# TASK DESCRIPTION
In the entries that follow, which lines hold the string "slot"? List them.

━━ RECORD EXCERPTS

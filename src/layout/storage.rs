use std::collections::BTreeMap;

use crate::ir::{Edge, EdgeId, NodeId};

use super::path::EdgePath;
use super::priority::{EdgePriority, priority_of};
use super::types::{Line, Point, Rectangle, Side};

/// A routed edge together with the facts later edges query about it.
#[derive(Debug, Clone)]
pub struct StoredEdge {
    pub edge: EdgeId,
    pub start: NodeId,
    pub end: NodeId,
    pub priority: EdgePriority,
    pub path: EdgePath,
}

impl StoredEdge {
    pub fn is_self_edge(&self) -> bool {
        self.start == self.end
    }

    pub fn connects(&self, a: NodeId, b: NodeId) -> bool {
        (self.start == a && self.end == b) || (self.start == b && self.end == a)
    }

    /// Endpoints of the path that touch `node`, start first.
    pub fn endpoints_on(&self, node: NodeId) -> impl Iterator<Item = Point> + '_ {
        let start = (self.start == node).then(|| self.path.start_point());
        let end = (self.end == node).then(|| self.path.end_point());
        start.into_iter().chain(end)
    }
}

/// Paths routed so far in one layout pass, in routing order.
///
/// Storage only grows during a pass. Every query reads the current snapshot,
/// so an edge only ever sees edges routed before it.
#[derive(Debug, Clone, Default)]
pub struct EdgeStorage {
    entries: Vec<StoredEdge>,
    index: BTreeMap<EdgeId, usize>,
}

impl EdgeStorage {
    pub fn new() -> Self {
        Self::default()
    }

    /// Records the path of `edge`, replacing an earlier path for the same edge.
    pub fn store(&mut self, edge: &Edge, path: EdgePath) {
        let stored = StoredEdge {
            edge: edge.id,
            start: edge.start,
            end: edge.end,
            priority: priority_of(edge),
            path,
        };
        match self.index.get(&edge.id) {
            Some(&slot) => self.entries[slot] = stored,
            None => {
                self.index.insert(edge.id, self.entries.len());
                self.entries.push(stored);
            }
        }
    }

    pub fn contains(&self, edge: EdgeId) -> bool {
        self.index.contains_key(&edge)
    }

    pub fn get(&self, edge: EdgeId) -> Option<&EdgePath> {
        self.stored(edge).map(|stored| &stored.path)
    }

    pub fn stored(&self, edge: EdgeId) -> Option<&StoredEdge> {
        self.index.get(&edge).map(|&slot| &self.entries[slot])
    }

    pub fn entries(&self) -> &[StoredEdge] {
        &self.entries
    }

    pub fn len(&self) -> usize {
        self.entries.len()
    }

    pub fn is_empty(&self) -> bool {
        self.entries.is_empty()
    }

    /// Stored non-self edges joining `a` and `b` in either direction.
    pub fn edges_between(&self, a: NodeId, b: NodeId) -> impl Iterator<Item = &StoredEdge> + '_ {
        self.entries
            .iter()
            .filter(move |stored| !stored.is_self_edge() && stored.connects(a, b))
    }

    /// Stored edges attached to `side` of `node`, with the attachment point.
    pub fn edges_on_face(
        &self,
        node: NodeId,
        bounds: Rectangle,
        side: Side,
    ) -> impl Iterator<Item = (&StoredEdge, Point)> + '_ {
        self.entries.iter().flat_map(move |stored| {
            stored
                .endpoints_on(node)
                .filter(move |point| bounds.side_of(*point) == Some(side))
                .map(move |point| (stored, point))
        })
    }

    /// True when no stored path starts or ends at `point`.
    pub fn is_connection_point_available(&self, point: Point) -> bool {
        !self
            .entries
            .iter()
            .any(|stored| stored.path.start_point() == point || stored.path.end_point() == point)
    }

    /// Among segmented edges attached to `side` of `node`, the one whose
    /// segment parallel to that face lies closest to `coordinate`.
    ///
    /// Only segments outside the node and overlapping `span` along the face
    /// axis count. Returns the edge and the segment's coordinate.
    pub fn closest_conflicting_segment(
        &self,
        node: NodeId,
        bounds: Rectangle,
        side: Side,
        coordinate: i32,
        span: (i32, i32),
        exclude: EdgeId,
    ) -> Option<(EdgeId, i32)> {
        let face = bounds.face_coordinate(side);
        let horizontal = side.is_north_south();
        let mut best: Option<(EdgeId, i32)> = None;
        for (stored, _) in self.edges_on_face(node, bounds, side) {
            if stored.edge == exclude || !stored.priority.is_segmented() {
                continue;
            }
            for segment in stored.path.parallel_segments(horizontal) {
                let (position, segment_span) = if horizontal {
                    (segment.p1.y, segment.x_span())
                } else {
                    (segment.p1.x, segment.y_span())
                };
                if (position - face) * side.outward_sign() <= 0 {
                    continue;
                }
                if segment_span.0 > span.1 || span.0 > segment_span.1 {
                    continue;
                }
                let distance = (position - coordinate).abs();
                if best.is_none_or(|(_, current)| distance < (current - coordinate).abs()) {
                    best = Some((stored.edge, position));
                }
            }
        }
        best
    }

    /// The stored path segment lying closest to `line` within `tolerance`.
    /// Segments that share an endpoint with the line are skipped.
    pub fn closest_segment_near(&self, line: Line, tolerance: f64) -> Option<(EdgeId, Line)> {
        let mut best: Option<(EdgeId, Line, f64)> = None;
        for stored in &self.entries {
            for segment in stored.path.segments() {
                let shares_endpoint = [segment.p1, segment.p2]
                    .iter()
                    .any(|point| *point == line.p1 || *point == line.p2);
                if shares_endpoint {
                    continue;
                }
                let distance = line.distance_to_line(&segment);
                if distance >= tolerance {
                    continue;
                }
                if best.is_none_or(|(_, _, current)| distance < current) {
                    best = Some((stored.edge, segment, distance));
                }
            }
        }
        best.map(|(edge, segment, _)| (edge, segment))
    }

    /// The most recently routed edge passing within `tolerance` of `point`.
    pub fn edge_at(&self, point: Point, tolerance: f64) -> Option<EdgeId> {
        self.entries
            .iter()
            .rev()
            .find(|stored| stored.path.distance_to(point) <= tolerance)
            .map(|stored| stored.edge)
    }
}

#[cfg(test)]
mod tests {
    use super::*;
    use crate::ir::EdgeKind;

    fn edge(id: usize, kind: EdgeKind, start: usize, end: usize) -> Edge {
        Edge {
            id: EdgeId(id),
            start: NodeId(start),
            end: NodeId(end),
            kind,
            start_label: None,
            end_label: None,
        }
    }

    fn path(points: &[(i32, i32)]) -> EdgePath {
        EdgePath::from_points(points.iter().map(|&(x, y)| Point::new(x, y)))
    }

    #[test]
    fn store_and_get() {
        let mut storage = EdgeStorage::new();
        let e = edge(0, EdgeKind::Inheritance, 0, 1);
        assert!(!storage.contains(e.id));
        assert!(storage.get(e.id).is_none());
        storage.store(&e, path(&[(50, 60), (50, 200)]));
        assert!(storage.contains(e.id));
        assert_eq!(storage.get(e.id).unwrap().len(), 2);
        storage.store(&e, path(&[(60, 60), (60, 200)]));
        assert_eq!(storage.len(), 1);
        assert_eq!(storage.get(e.id).unwrap().start_point(), Point::new(60, 60));
    }

    #[test]
    fn edges_on_face_reports_attachment_points() {
        let mut storage = EdgeStorage::new();
        let bounds = Rectangle::new(0, 0, 100, 60);
        storage.store(
            &edge(0, EdgeKind::Inheritance, 0, 1),
            path(&[(50, 60), (50, 130), (150, 130), (150, 200)]),
        );
        storage.store(
            &edge(1, EdgeKind::Association, 2, 0),
            path(&[(300, 30), (100, 30)]),
        );
        let south: Vec<_> = storage.edges_on_face(NodeId(0), bounds, Side::South).collect();
        assert_eq!(south.len(), 1);
        assert_eq!(south[0].1, Point::new(50, 60));
        let east: Vec<_> = storage.edges_on_face(NodeId(0), bounds, Side::East).collect();
        assert_eq!(east[0].0.edge, EdgeId(1));
        assert_eq!(storage.edges_between(NodeId(1), NodeId(0)).count(), 1);
    }

    #[test]
    fn connection_point_availability_checks_endpoints_only() {
        let mut storage = EdgeStorage::new();
        storage.store(
            &edge(0, EdgeKind::Inheritance, 0, 1),
            path(&[(50, 60), (50, 130), (150, 130), (150, 200)]),
        );
        assert!(!storage.is_connection_point_available(Point::new(50, 60)));
        assert!(!storage.is_connection_point_available(Point::new(150, 200)));
        assert!(storage.is_connection_point_available(Point::new(50, 130)));
    }

    #[test]
    fn closest_conflicting_segment_respects_span_and_side() {
        let mut storage = EdgeStorage::new();
        let bounds = Rectangle::new(100, 0, 100, 60);
        storage.store(
            &edge(0, EdgeKind::Inheritance, 0, 1),
            path(&[(150, 60), (150, 130), (50, 130), (50, 200)]),
        );
        let hit = storage.closest_conflicting_segment(
            NodeId(0),
            bounds,
            Side::South,
            130,
            (-70, 140),
            EdgeId(9),
        );
        assert_eq!(hit, Some((EdgeId(0), 130)));
        let miss = storage.closest_conflicting_segment(
            NodeId(0),
            bounds,
            Side::South,
            130,
            (160, 400),
            EdgeId(9),
        );
        assert_eq!(miss, None);
        let excluded = storage.closest_conflicting_segment(
            NodeId(0),
            bounds,
            Side::South,
            130,
            (-70, 140),
            EdgeId(0),
        );
        assert_eq!(excluded, None);
    }

    #[test]
    fn closest_segment_near_line() {
        let mut storage = EdgeStorage::new();
        storage.store(
            &edge(0, EdgeKind::Association, 0, 1),
            path(&[(0, 0), (0, 50), (100, 50)]),
        );
        let line = Line::new(Point::new(20, 52), Point::new(200, 52));
        assert_eq!(
            storage.closest_segment_near(line, 10.0),
            Some((EdgeId(0), Line::new(Point::new(0, 50), Point::new(100, 50))))
        );
        let far = Line::new(Point::new(-100, 90), Point::new(200, 90));
        assert_eq!(storage.closest_segment_near(far, 10.0), None);
    }

    #[test]
    fn closest_segment_sees_long_segments_between_vertices() {
        let mut storage = EdgeStorage::new();
        storage.store(
            &edge(0, EdgeKind::Association, 0, 1),
            path(&[(-300, -100), (-300, 30), (600, 30), (600, -100)]),
        );
        let line = Line::new(Point::new(100, 30), Point::new(300, 30));
        assert_eq!(
            storage.closest_segment_near(line, 10.0),
            Some((EdgeId(0), Line::new(Point::new(-300, 30), Point::new(600, 30))))
        );
        let attached = Line::new(Point::new(600, 30), Point::new(800, 30));
        assert_eq!(storage.closest_segment_near(attached, 10.0), None);
    }

    #[test]
    fn edge_at_prefers_latest_edge() {
        let mut storage = EdgeStorage::new();
        storage.store(&edge(0, EdgeKind::Association, 0, 1), path(&[(0, 0), (100, 0)]));
        storage.store(&edge(1, EdgeKind::Dependency, 0, 1), path(&[(0, 2), (100, 2)]));
        assert_eq!(storage.edge_at(Point::new(50, 1), 5.0), Some(EdgeId(1)));
        assert_eq!(storage.edge_at(Point::new(50, 40), 5.0), None);
    }
}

━━━━

# TASK SOLUTION
            Some(&slot) => self.entries[slot] = stored,
        self.index.get(&edge).map(|&slot| &self.entries[slot])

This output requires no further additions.